The 22-year-old Belgian saw the elastic stretched on his Giro ambitions under a harsh pace set by arch-rival Ineos Grenadiers on the dusty roads of Tuscany in stage 11, but he didn’t entirely snap.

Evenepoel slid backwards against race leader Egan Bernal (Ineos Grenadiers) in the decisive stage that saw some other GC contenders lose even more time, dropping from second at 14 seconds back to seventh, now at 2:22.

“It wasn’t the best day for me,” Evenepoel said. “It’s the way my body reacted after 11 days of racing that came after so much time with no racing. It’s not a good result for me, but I’m still seventh in my first grand tour and remain confident, as there’s still a long way to go until Milano.”

The result was hardly what the Deceuninck-Quick-Step squad was hoping for, but Evenepoel’s teammate João Almeida provided key support to help limit the losses in the decisive final hour of racing.

“Almeida completely emptied himself to limit the losses,” sport director Klaus Lodewyck told Het Nieuwsblad. “It’s two minutes you’d rather not lose. I don’t want to speak of an ‘off’ day, because I think Remco was pretty good. These gravel roads are not his thing. In the end, he didn’t do too badly.”

Deceuninck-Quick-Step came into Wednesday’s stage quietly hoping Evenepoel could not only continue to stay with the top riders in what’s been an otherwise superb grand tour debut, but perhaps even take the pink jersey.

Also read: ‘It’s crazy what I am doing right now’

Those plans were quickly scuttled when the hilly route hit a series of four gravel sectors on the steep hill country in Italy’s Tuscany region. Ineos Grenadiers piled on, putting Gianni Moscon on the front with a pace that distanced such riders as Dan Martin (Israel Start-Up Nation) and Davide Formolo (UAE-Team Emirates).

Evenepoel also struggled but fought back on after being gapped once. On a steep sector with about 25km to go, the grand tour rookie couldn’t match the blistering pace set by the GC group.

There was confusion in the bunch after Evenepoel was gapped, and Almeida continued to ride with the favorites. It was unclear if there was a communication problem, but Evenepoel ripped his ear-piece out in frustration as the gap widened to nearly one minute.

Almeida eventually got the message and eased back to help pace his teammate. The Portuguese rider, fourth overall last year, buried himself to try in vain to regain contact with the leaders.

“We had hoped to finish closer and possibly take pink,” Lodewyck said. “You saw in the peloton that it would be a hell of a fight on those first gravel strips to sit in the front rows … Trying to encourage a rider on his limit, at a certain point, he has enough of that as well. It’s also his first grand tour, so you have to go day to day fighting on the edge.”

Bernal was pleased with the outcome, and he surged late from the GC group to distance all of his direct rivals. Of the top pink jersey contenders, Evenepoel was the one the Colombian was most worried about with the final-day time trial waiting in Milano.

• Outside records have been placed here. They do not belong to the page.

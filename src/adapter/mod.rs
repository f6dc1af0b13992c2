//! Implementations of ports (hexagonal adapters).
//!
//! - [`inbound`] - The command-line interface
//! - [`outbound`] - Redis and in-process implementations of the cache ports

pub mod inbound;
pub mod outbound;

Also read: How far can Remco go?

Overnight, Bernal said he’d want to expand his lead to more than one minute on Evenepoel to feel safe. On Wednesday’s thrilling day of racing, he doubled that and then some.

Lodewyck preferred to look at the positives. Evenepoel might have lost time, but he didn’t lose the Giro. Bernal now has a bigger gap, but Evenepoel is by far the best against the clock of anyone inside the top 10, and he’s only 1:10 behind new virtual third-place rider Damiano Caruso, at 1:12 back.

“We will have to take stock and reconsider our plans,” Lodewyck said. “Remco must recover and then we can look further ahead. A year ago, we saw that Remco lost time and few days later, turned things around.”

Racing grand tours is something very different than anything Evenepoel’s faced so far in his career.

Wednesday’s losses might be a blow to hopes for a surprise victory, but the podium is still within range.

If he can recover and ride well in the mountains looking in the north, his bumpy ride in Tuscany will soon be forgotten.